Writing a novel is a balancing act. You’ve got to balance exposition with action, description with dialogue, you’ve got to balance multiple character arcs and the needs of the external conflicts and the internal conflicts and lots of other stuff, too. Go too far in one direction and you wind up with a book that is either boring or one that is too frenetic to follow. It will come as no surprise then if I tell you that doing this well is hard, hard work.

When I write a novel (and, I would guess, when a lot of people write novels) there are certain scenes, sequences, or sometimes even specific lines that I know I want to show up in the book. They are the tent-pole scenes – the ones that hold up the rest of the story. The pivot points of tension and reward, of strike and impact (to borrow a phrase from this excellent craft thread from @dongwon) circle around those scenes.

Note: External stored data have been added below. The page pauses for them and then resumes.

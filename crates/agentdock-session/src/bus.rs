//! Session-loss bus.
//!
//! The HTTP layer emits here when the backend rejects the session. The
//! runtime subscribes once at startup and turns every signal into a forced
//! disconnect.

use tokio::sync::broadcast;

const CAPACITY: usize = 16;

#[derive(Debug, Clone, PartialEq, Eq)]
pub struct SessionLoss {
    pub reason: String,
}

#[derive(Debug, Clone)]
pub struct SessionLossBus {
    tx: broadcast::Sender<SessionLoss>,
}

impl Default for SessionLossBus {
    fn default() -> Self {
        Self::new()
    }
}

impl SessionLossBus {
    pub fn new() -> Self {
        let (tx, _rx) = broadcast::channel(CAPACITY);
        Self { tx }
    }

    /// Returns the number of subscribers that received the signal.
    pub fn emit(&self, reason: impl Into<String>) -> usize {
        self.tx
            .send(SessionLoss {
                reason: reason.into(),
            })
            .unwrap_or(0)
    }

    pub fn subscribe(&self) -> broadcast::Receiver<SessionLoss> {
        self.tx.subscribe()
    }
}

#[cfg(test)]
mod tests {
    use super::*;

    #[test]
    fn test_emit_without_subscribers_is_dropped() {
        let bus = SessionLossBus::new();
        assert_eq!(bus.emit("401"), 0);
    }

    #[tokio::test]
    async fn test_subscriber_receives_reason() {
        let bus = SessionLossBus::new();
        let mut rx = bus.subscribe();
        assert_eq!(bus.emit("401 unauthorized"), 1);
        assert_eq!(rx.recv().await.unwrap().reason, "401 unauthorized");
    }
}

Now, really intense reads – the books that really have you turning pages, that have you staying up late to finish them – have the best tent-pole scenes. They are constantly drawing you from crisis to crisis, giving you a helpless sense of being drawn along through events. A book, though, can’t be nothing but those scenes – it’s impossible. You can’t have nothing but car chase, because very quickly the chase scenes stop mattering (for reference, watch the second Matrix film). You need to build tension and you need to set the stage for the chase. The more understood the stakes are, the more powerful the payoff will be.

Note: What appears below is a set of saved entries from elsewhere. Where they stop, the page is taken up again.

//! Identity-provider vocabulary.

use std::fmt;

use serde::{Deserialize, Serialize};

use crate::chain::ChainFamily;

/// How a wallet came to be linked to an identity.
#[derive(Debug, Clone, Copy, PartialEq, Eq, Serialize, Deserialize)]
#[serde(rename_all = "lowercase")]
pub enum WalletKind {
    /// Provisioned by the identity provider on the user's behalf.
    Embedded,
    /// Brought by the user (browser extension, mobile wallet, ...).
    External,
}

#[derive(Debug, Clone, PartialEq, Eq, Serialize, Deserialize)]
pub struct Wallet {
    pub address: String,
    pub family: ChainFamily,
    pub kind: WalletKind,
}

impl Wallet {
    pub fn embedded(address: impl Into<String>, family: ChainFamily) -> Self {
        Self {
            address: address.into(),
            family,
            kind: WalletKind::Embedded,
        }
    }

    pub fn external(address: impl Into<String>, family: ChainFamily) -> Self {
        Self {
            address: address.into(),
            family,
            kind: WalletKind::External,
        }
    }
}

/// A user as reported by the identity provider.
#[derive(Debug, Clone, PartialEq, Eq, Serialize, Deserialize)]
pub struct Identity {
    pub id: String,
    #[serde(default, skip_serializing_if = "Option::is_none")]
    pub email: Option<String>,
    /// Wallets linked to this identity, embedded or external.
    #[serde(default)]
    pub wallets: Vec<Wallet>,
}

impl Identity {
    pub fn new(id: impl Into<String>) -> Self {
        Self {
            id: id.into(),
            email: None,
            wallets: Vec::new(),
        }
    }

    #[must_use]
    pub fn with_wallet(mut self, wallet: Wallet) -> Self {
        self.wallets.push(wallet);
        self
    }

    /// Returns true if at least one wallet of any kind is linked.
    pub fn has_wallet(&self) -> bool {
        !self.wallets.is_empty()
    }

    pub fn primary_address(&self) -> Option<&str> {
        self.wallets.first().map(|w| w.address.as_str())
    }
}

/// Login method reported alongside a completed provider login.
#[derive(Debug, Clone, PartialEq, Eq, Serialize, Deserialize)]
#[serde(rename_all = "lowercase")]
pub enum LoginMethod {
    Email,
    Wallet,
    Google,
    Twitter,
    Other(String),
}

/// Error codes delivered by the provider's login error callback.
#[derive(Debug, Clone, PartialEq, Eq, Serialize, Deserialize)]
pub enum ProviderErrorCode {
    /// The user closed the hosted login flow.
    UserExitedAuthFlow,
    ClientRequestTimeout,
    Network,
    Other(String),
}

impl ProviderErrorCode {
    pub fn is_user_cancelled(&self) -> bool {
        matches!(self, ProviderErrorCode::UserExitedAuthFlow)
    }
}

impl fmt::Display for ProviderErrorCode {
    fn fmt(&self, f: &mut fmt::Formatter<'_>) -> fmt::Result {
        match self {
            ProviderErrorCode::UserExitedAuthFlow => f.write_str("user exited auth flow"),
            ProviderErrorCode::ClientRequestTimeout => f.write_str("client request timeout"),
            ProviderErrorCode::Network => f.write_str("network error"),
            ProviderErrorCode::Other(code) => f.write_str(code),
        }
    }
}

/// Options passed to the provider's login entry point.
#[derive(Debug, Clone, Default, PartialEq, Eq)]
pub struct LoginOptions {
    /// Chain families the hosted flow may offer wallets for.
    pub families: Vec<ChainFamily>,
}

/// Reactive provider state.
#[derive(Debug, Clone, Default, PartialEq, Eq)]
pub struct ProviderState {
    pub ready: bool,
    pub authenticated: bool,
    pub user: Option<Identity>,
}

/// Everything the identity provider pushes to the orchestrator.
#[derive(Debug, Clone, PartialEq, Eq)]
pub enum ProviderEvent {
    /// The reactive `ready/authenticated/user` triple changed.
    StateChanged(ProviderState),
    /// The hosted login flow completed.
    LoginCompleted {
        user: Identity,
        method: Option<LoginMethod>,
    },
    /// The hosted login flow failed or was closed.
    LoginFailed(ProviderErrorCode),
}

The trouble though, is how much buildup do you need? When I’m writing the first draft of a novel (as I am now), I get bogged down sometimes in preparing for the big scene to happen. I know it needs a stable platform to stand, so I just keep shoring up my foundations, over and over and over, until its clear I’m wasting time. In revision, I trim a lot of this buildup out, keeping the bare essentials – balancing set-up and payoff, essentially. This is a challenging process because it is difficult for the author (who has had this pivotal scene in their head for possibly years) to know if the scene is landing for a stranger.

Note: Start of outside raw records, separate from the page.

//! `agentdock simulate`: drives the session core against scripted
//! collaborators and prints every status transition.

use std::sync::Arc;
use std::time::Duration;

use agentdock_session::config::paths;
use agentdock_session::sim::{Call, LoginScript, SimWorld};
use agentdock_session::store::FileStore;
use agentdock_session::{
    AuthStatus, DisconnectReason, LoginRequest, SessionConfig, SessionHandle, SessionView,
};
use agentdock_types::{ChainFamily, Identity, ProviderErrorCode, Wallet};
use anyhow::{Context, Result, bail};
use tokio::sync::watch;
use tokio::time::{sleep, timeout};

const STEP_TIMEOUT: Duration = Duration::from_secs(10);
const USER_ADDRESS: &str = "0x5a1e000000000000000000000000000000000001";

#[derive(Debug, Clone, Copy, PartialEq, Eq, clap::ValueEnum)]
pub enum Scenario {
    /// Identity with a linked wallet logs in, then logs out
    Happy,
    /// Walletless identity gets an embedded wallet provisioned
    Embedded,
    /// User closes the hosted login flow
    Cancelled,
    /// Burst of session-loss signals on a live session
    Storm,
}

pub async fn run(config: SessionConfig, scenario: Scenario, file_store: bool) -> Result<()> {
    let world = if file_store {
        SimWorld::with_store(config, Arc::new(FileStore::new(paths::storage_path())))
    } else {
        SimWorld::new(config)
    };
    let runtime = world.runtime();
    let handle = runtime.handle();
    let runtime_task = tokio::spawn(runtime.run());
    let printer = tokio::spawn(print_transitions(handle.view()));

    let result = drive(&world, &handle, scenario).await;
    // Give the printer a chance to flush the last transition.
    sleep(Duration::from_millis(50)).await;
    printer.abort();
    handle.shutdown();
    runtime_task.await.context("session runtime panicked")?;
    result?;

    println!("final: {}", describe(&handle.snapshot()));
    println!("calls:");
    for call in world.log.calls() {
        println!("  {call:?}");
    }
    Ok(())
}

async fn drive(world: &SimWorld, handle: &SessionHandle, scenario: Scenario) -> Result<()> {
    match scenario {
        Scenario::Happy => {
            login(world, handle, linked_user()).await?;
            logout(handle).await
        }
        Scenario::Embedded => {
            world
                .provider
                .set_script(LoginScript::Complete(Identity::new("sim-user")));
            handle.start_login(LoginRequest::default().redirect_to("/agents"))?;
            wait(handle, "embedded wallet", |v| v.pending_embedded_wallet).await?;
            world
                .wallets
                .register_wallet(Wallet::embedded("0xembedded01", ChainFamily::Evm));
            wait(handle, "authenticated session", settled_login).await?;
            Ok(())
        }
        Scenario::Cancelled => {
            world
                .provider
                .set_script(LoginScript::Fail(ProviderErrorCode::UserExitedAuthFlow));
            handle.start_login(LoginRequest::default())?;
            wait_for_call(world, &Call::ProviderLogin).await?;
            wait(handle, "idle status", |v| v.auth_status.is_idle()).await?;
            Ok(())
        }
        Scenario::Storm => {
            login(world, handle, linked_user()).await?;
            for attempt in 1..=5 {
                world.bus.emit(format!("401 on request {attempt}"));
            }
            wait_for_call(world, &Call::ConnectivityDisconnect).await?;
            wait(handle, "teardown", |v| !v.logging_out && v.auth_status.is_idle()).await?;
            Ok(())
        }
    }
}

fn linked_user() -> Identity {
    Identity::new("sim-user").with_wallet(Wallet::external(USER_ADDRESS, ChainFamily::Evm))
}

fn settled_login(view: &SessionView) -> bool {
    view.is_authenticated && view.auth_status == AuthStatus::Void && view.chain.is_some()
}

async fn login(world: &SimWorld, handle: &SessionHandle, user: Identity) -> Result<()> {
    world.provider.set_script(LoginScript::Complete(user));
    handle.start_login(LoginRequest::default().redirect_to("/agents"))?;
    wait(handle, "authenticated session", settled_login).await?;
    Ok(())
}

async fn logout(handle: &SessionHandle) -> Result<()> {
    timeout(STEP_TIMEOUT, handle.disconnect(DisconnectReason::UserRequested))
        .await
        .context("timed out waiting for logout")??;
    Ok(())
}

async fn wait(
    handle: &SessionHandle,
    what: &str,
    pred: impl FnMut(&SessionView) -> bool,
) -> Result<SessionView> {
    let view = timeout(STEP_TIMEOUT, handle.wait_until(pred))
        .await
        .with_context(|| format!("timed out waiting for {what}"))??;
    Ok(view)
}

async fn wait_for_call(world: &SimWorld, call: &Call) -> Result<()> {
    let polled = timeout(STEP_TIMEOUT, async {
        while world.log.count(call) == 0 {
            sleep(Duration::from_millis(10)).await;
        }
    })
    .await;
    if polled.is_err() {
        bail!("timed out waiting for {call:?}");
    }
    Ok(())
}

async fn print_transitions(mut view: watch::Receiver<SessionView>) {
    let mut last = None;
    loop {
        let current = view.borrow_and_update().clone();
        let key = (current.auth_status, current.is_authenticated);
        if last != Some(key) {
            println!("{}", describe(&current));
            last = Some(key);
        }
        if view.changed().await.is_err() {
            break;
        }
    }
}

fn describe(view: &SessionView) -> String {
    format!(
        "{:<16} authenticated={} address={} chain={}",
        view.auth_status.to_string(),
        view.is_authenticated,
        view.address.as_deref().unwrap_or("-"),
        view.chain.as_ref().map_or("-", |c| c.id.as_str()),
    )
}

If only we could just keep the car in the air, right? Drag that sense of freefall out for 300 pages. Yes.

Often I feel I’ve missed the mark – I get feedback from readers and editors who say things like “why is this happening” and I’m like “DUH, CAN’T YOU READ MY MIND?” Naturally, I’ve got to go back then and fill in blanks that I didn’t know were there. This sometimes feels frustrating – I feel like I’m back where I started, wasting everyone’s time. Let’s be honest, if it were possible, we’d like to write nothing but chase scenes and pivotal battles and emotionally wrenching death scenes and stuff. “All Killer and No Filler” as they say.

You can point to various thrillers and action-packed reads and say “see! They did it!” What isn’t commonly realized, though, is that the “filler” – the set-up, the build – is still there. It’s just done so elegantly that you don’t notice. They have just enough to make the action land, but not so much that you get bored waiting. In other words, they balance it perfectly.

I can’t say I quite do this to my satisfaction, yet. But I’m working on it.


The Writer’s Cycle


Writer: Wait…wait a minute. What’s this here? Why…why it’s a little idea!

Idea: (tiny voice) Water me, and I shall grow!


(weeks of obsessive scribbling in notebooks pass)










Writer: There…outline finished.

Idea: That doesn’t really look like me.

Writer: It does if you tilt your head a little and squint.

Idea: Ummmm…

Writer: Let’s just start writing this thing and bring it to life. Then you’ll see.

(months later)








Idea: That looks nothing like me.

Writer: NO SHIT.

Idea: This is a violation of your promise to make me beautiful.



Writer: Maybe if we hacked off its arms….

Idea: My arms are my best feature.

Writer: Okay, well, then I guess you’ll have to be purple.

Idea: Gross.


Idea: I will not compromise my integrity.

Writer (brings out chainsaw): Get on the table.

Idea: But…I…

Writer: DO IT!


New Idea: Hi there! I’m a new Idea!

Writer (stooping over bloody corpse of old idea) GO. AWAY.

New Idea: Uhhhh…this seems like a bad time.

Writer: (points) GET IN THAT NOTEBOOK, SCUM!


Writer: (throws switch) There! LIVE LIIIIVE!









Idea/Draft Hybrid: WE. OBEY.

Writer: (frowning) Nope. Back on the table.

Idea/Draft Hybrid: WE. OBEY.


Writer: There! All done!

Idea: …

Writer: What? What’s wrong?

Idea: Why am I purple?

Writer: (looks at chainsaw) Hmmmmm…

Idea: No! Purple! Purple’s fine!




The End of the Tunnel

Note: the forest on the other side are the wilds of Revision

Note: the forest on the other side are the wilds of Revision

For the past few months I’ve been closing in on the end of a complete draft for my latest novel. As of yesterday, it hit the ‘tipping point’. There’s less than fifty pages left in this sucker, probably closer to thirty, and that means I am probably going to bury myself in it and finish it in one go.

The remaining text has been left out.